SOURCE RECORDS: Begin

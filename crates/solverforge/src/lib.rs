//! SolverForge - Incremental constraint scoring in Rust
//!
//! Define constraints as streams over fact classes, build the network once
//! and feed it fact changes; the score follows incrementally.
//!
//! # Example
//!
//! ```rust
//! use solverforge::prelude::*;
//!
//! #[derive(Clone, Debug)]
//! struct Shift { employee: u32, start: i64, end: i64 }
//!
//! let factory = ConstraintFactory::<HardSoftScore>::new();
//! factory
//!     .for_each::<Shift>()
//!     .join(
//!         factory.for_each::<Shift>(),
//!         joiner::equal_bi(|(a,): &(Shift,)| a.employee, |b: &Shift| b.employee)
//!             .and(joiner::less_than(|(a,): &(Shift,)| a.start, |b: &Shift| b.start))
//!             .and(joiner::filtering(|(a,): &(Shift,), b: &Shift| a.end > b.start)),
//!     )
//!     .penalize("overlapping shifts", HardSoftScore::ONE_HARD);
//!
//! let mut network = factory.build().unwrap();
//! network.insert(Shift { employee: 1, start: 8, end: 12 });
//! network.insert(Shift { employee: 1, start: 10, end: 14 });
//! assert_eq!(network.calculate_score(), HardSoftScore::of(-1, 0));
//! ```

pub mod logging;

// Score types
pub use solverforge_core::score::{
    HardMediumSoftScore, HardSoftDecimalScore, HardSoftScore, Score, SimpleDecimalScore,
    SimpleScore,
};
pub use solverforge_core::{ConstraintRef, Decimal, ImpactType, MatchWeighted, ParseableScore};

// Network construction and evaluation
pub use solverforge_network::{
    collector, joiner, ConstraintFactory, ConstraintNetwork, FactHandle, NetworkError, Stream,
};

// Score analysis
pub use solverforge_network::{
    ConstraintAnalysis, ConstraintJustification, ConstraintWeightOverrides,
    DetailedConstraintMatch, EntityRef, Indictment, IndictmentMap, ScoreExplanation,
};

pub use solverforge_config::{EnvironmentMode, NetworkConfig};

pub mod prelude {
    pub use super::{
        HardMediumSoftScore, HardSoftDecimalScore, HardSoftScore, Score, SimpleDecimalScore,
        SimpleScore,
    };
    pub use super::{collector, joiner, ConstraintFactory, ConstraintNetwork, FactHandle};
    pub use super::{EnvironmentMode, NetworkConfig};
}
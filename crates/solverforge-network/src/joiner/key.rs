//! Erased keys produced by joiner extractors.

use std::sync::Arc;

/// A hashable, totally ordered key produced by a joiner extractor.
///
/// Extractors may return any type with an `Into<IndexKey>` conversion.
/// Equality levels hash the key; ordering levels compare it. Every integer
/// width widens to [`IndexKey::Int`], so signed and unsigned keys compare by
/// value. Keys of other different variants order by variant, so one level
/// should always produce one variant on both sides.
///
/// ```
/// use solverforge_network::joiner::IndexKey;
///
/// assert_eq!(IndexKey::from(3u8), IndexKey::Int(3));
/// assert_eq!(IndexKey::from(3usize), IndexKey::from(3i64));
/// assert!(IndexKey::from(-1i64) < IndexKey::from(2u32));
/// assert_eq!(IndexKey::from(Some("a")), IndexKey::Opt(Some(Box::new(IndexKey::from("a")))));
/// ```
#[derive(Debug, Clone, PartialEq, Eq, PartialOrd, Ord, Hash)]
pub enum IndexKey {
    Unit,
    Bool(bool),
    Int(i128),
    Char(char),
    Str(Arc<str>),
    Opt(Option<Box<IndexKey>>),
    List(Vec<IndexKey>),
}

impl From<()> for IndexKey {
    fn from(_: ()) -> Self {
        IndexKey::Unit
    }
}

impl From<bool> for IndexKey {
    fn from(value: bool) -> Self {
        IndexKey::Bool(value)
    }
}

impl From<char> for IndexKey {
    fn from(value: char) -> Self {
        IndexKey::Char(value)
    }
}

macro_rules! impl_from_int {
    ($($t:ty),+) => {
        $(impl From<$t> for IndexKey {
            #[inline]
            fn from(value: $t) -> Self {
                IndexKey::Int(i128::from(value))
            }
        })+
    };
}

impl_from_int!(i8, i16, i32, i64, u8, u16, u32, u64);

impl From<isize> for IndexKey {
    #[inline]
    fn from(value: isize) -> Self {
        IndexKey::Int(value as i128)
    }
}

impl From<usize> for IndexKey {
    #[inline]
    fn from(value: usize) -> Self {
        IndexKey::Int(value as i128)
    }
}

impl From<&str> for IndexKey {
    fn from(value: &str) -> Self {
        IndexKey::Str(Arc::from(value))
    }
}

impl From<String> for IndexKey {
    fn from(value: String) -> Self {
        IndexKey::Str(Arc::from(value))
    }
}

impl From<Arc<str>> for IndexKey {
    fn from(value: Arc<str>) -> Self {
        IndexKey::Str(value)
    }
}

impl<T: Into<IndexKey>> From<Option<T>> for IndexKey {
    fn from(value: Option<T>) -> Self {
        IndexKey::Opt(value.map(|v| Box::new(v.into())))
    }
}

impl<T: Into<IndexKey>> From<Vec<T>> for IndexKey {
    fn from(values: Vec<T>) -> Self {
        IndexKey::List(values.into_iter().map(Into::into).collect())
    }
}

impl<A: Into<IndexKey>, B: Into<IndexKey>> From<(A, B)> for IndexKey {
    fn from((a, b): (A, B)) -> Self {
        IndexKey::List(vec![a.into(), b.into()])
    }
}

impl<A: Into<IndexKey>, B: Into<IndexKey>, C: Into<IndexKey>> From<(A, B, C)> for IndexKey {
    fn from((a, b, c): (A, B, C)) -> Self {
        IndexKey::List(vec![a.into(), b.into(), c.into()])
    }
}
//! Score types for representing solution quality
//!
//! Scores are summed by constraint terminals and compared level by level.
//! All score types are immutable values and implement arithmetic operations.

#[macro_use]
mod macros;

mod hard_medium_soft;
mod hard_soft;
mod hard_soft_decimal;
mod level;
mod simple;
mod simple_decimal;
mod traits;


pub use hard_medium_soft::HardMediumSoftScore;
pub use hard_soft::HardSoftScore;
pub use hard_soft_decimal::HardSoftDecimalScore;
pub use level::ScoreLevel;
pub use simple::SimpleScore;
pub use simple_decimal::SimpleDecimalScore;
pub use traits::{MatchWeighted, ParseableScore, Score, ScoreParseError};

SOURCE RECORDS: End

▸ **WORK TO COMPLETE**: For the listing above, identify each line bearing "ParseableScore".

▸ **WRITTEN SOLUTION**:
pub use solverforge_core::{ConstraintRef, Decimal, ImpactType, MatchWeighted, ParseableScore};
pub use traits::{MatchWeighted, ParseableScore, Score, ScoreParseError};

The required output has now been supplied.